▸ **Work item**:
Identify all lines of the data containing the string "impl" and copy them.

++++ Material to process ++++

use std::io::{self, Stderr};
use std::sync::atomic::{AtomicBool, Ordering};

use anyhow::Result;
use chat_widget_client::{Answer, ClientError};
use crossterm::{
    event::{
        self, DisableMouseCapture, EnableMouseCapture, Event, KeyEvent, KeyEventKind,
        KeyboardEnhancementFlags, MouseEvent, PopKeyboardEnhancementFlags,
        PushKeyboardEnhancementFlags,
    },
    execute,
    terminal::{
        disable_raw_mode, enable_raw_mode, supports_keyboard_enhancement, EnterAlternateScreen,
        LeaveAlternateScreen,
    },
};
use futures_util::StreamExt;
use ratatui::{backend::CrosstermBackend, Terminal};
use tokio::sync::mpsc;

pub type Tui = Terminal<CrosstermBackend<Stderr>>;

/// Whether `init` pushed keyboard enhancement flags that `restore` must pop.
static KEYBOARD_ENHANCED: AtomicBool = AtomicBool::new(false);

#[derive(Debug)]
pub enum AppEvent {
    Key(KeyEvent),
    Mouse(MouseEvent),
    Resize(u16, u16),
    /// The in-flight Answer Service call settled.
    Answer(Result<Answer, ClientError>),
}

pub struct EventHandler {
    rx: mpsc::UnboundedReceiver<AppEvent>,
    tx: mpsc::UnboundedSender<AppEvent>,
}

impl EventHandler {
    pub fn new() -> Self {
        let (tx, rx) = mpsc::unbounded_channel();

        let tx_events = tx.clone();
        tokio::spawn(async move {
            let mut reader = event::EventStream::new();
            while let Some(evt) = reader.next().await {
                let app_event = match evt {
                    // Only handle key press events, not release
                    Ok(Event::Key(key)) if key.kind == KeyEventKind::Press => {
                        Some(AppEvent::Key(key))
                    }
                    Ok(Event::Mouse(mouse)) => Some(AppEvent::Mouse(mouse)),
                    Ok(Event::Resize(w, h)) => Some(AppEvent::Resize(w, h)),
                    Ok(_) => None,
                    Err(e) => {
                        tracing::warn!(error = %e, "terminal event stream failed");
                        None
                    }
                };

                if let Some(event) = app_event {
                    if tx_events.send(event).is_err() {
                        break;
                    }
                }
            }
        });

        Self { rx, tx }
    }

    /// Sender for events produced outside the terminal (answers).
    pub fn sender(&self) -> mpsc::UnboundedSender<AppEvent> {
        self.tx.clone()
    }

    pub async fn next(&mut self) -> Option<AppEvent> {
        self.rx.recv().await
    }
}

impl Default for EventHandler {
    fn default() -> Self {
        Self::new()
    }
}

pub fn init() -> Result<Tui> {
    enable_raw_mode()?;
    execute!(io::stderr(), EnterAlternateScreen, EnableMouseCapture)?;

    // Needed to tell Shift+Enter apart from Enter.
    if supports_keyboard_enhancement().unwrap_or(false) {
        execute!(
            io::stderr(),
            PushKeyboardEnhancementFlags(KeyboardEnhancementFlags::DISAMBIGUATE_ESCAPE_CODES)
        )?;
        KEYBOARD_ENHANCED.store(true, Ordering::SeqCst);
    } else {
        tracing::info!("terminal lacks keyboard enhancement; Shift+Enter reads as Enter");
    }

    let backend = CrosstermBackend::new(io::stderr());
    let terminal = Terminal::new(backend)?;

    Ok(terminal)
}

pub fn restore() -> Result<()> {
    if KEYBOARD_ENHANCED.swap(false, Ordering::SeqCst) {
        execute!(io::stderr(), PopKeyboardEnhancementFlags)?;
    }
    execute!(io::stderr(), DisableMouseCapture, LeaveAlternateScreen)?;
    disable_raw_mode()?;
    Ok(())
}

/// Install panic hook to restore terminal on panic
pub fn install_panic_hook() {
    let original_hook = std::panic::take_hook();
    std::panic::set_hook(Box::new(move |panic_info| {
        let _ = restore();
        original_hook(panic_info);
    }));
}
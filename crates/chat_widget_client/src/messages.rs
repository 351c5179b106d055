//! JSON bodies exchanged with the Answer Service (`POST {question}` → `{answer}`).

use serde::{Deserialize, Serialize};

/// Client → service: question body.
#[derive(Debug, Clone, Serialize)]
pub struct ChatRequest<'a> {
    pub question: &'a str,
    #[serde(skip_serializing_if = "Option::is_none")]
    pub session_id: Option<&'a str>,
}

impl<'a> ChatRequest<'a> {
    pub fn new(question: &'a str, session_id: Option<&'a str>) -> Self {
        Self {
            question,
            session_id,
        }
    }
}

/// Service → client: successful answer.
#[derive(Debug, Clone, Deserialize)]
pub struct AnswerResponse {
    pub answer: String,
    /// Documents the answer was drawn from, when the service reports them.
    #[serde(default)]
    pub source: Option<Vec<String>>,
}

/// Service → client: error payload on a non-2xx status.
#[derive(Debug, Clone, Default, Deserialize)]
pub struct ErrorBody {
    #[serde(default)]
    pub detail: Option<String>,
}

impl ErrorBody {
    /// Lenient parse: anything that is not JSON with a string `detail` has no detail.
    pub fn from_bytes(body: &[u8]) -> Self {
        let value: serde_json::Value = match serde_json::from_slice(body) {
            Ok(v) => v,
            Err(_) => return Self::default(),
        };
        let detail = value
            .get("detail")
            .and_then(|d| d.as_str())
            .map(|s| s.to_string());
        Self { detail }
    }
}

++++

▸ **Reply to the task**:
impl EventHandler {
impl Default for EventHandler {
impl<'a> ChatRequest<'a> {
impl ErrorBody {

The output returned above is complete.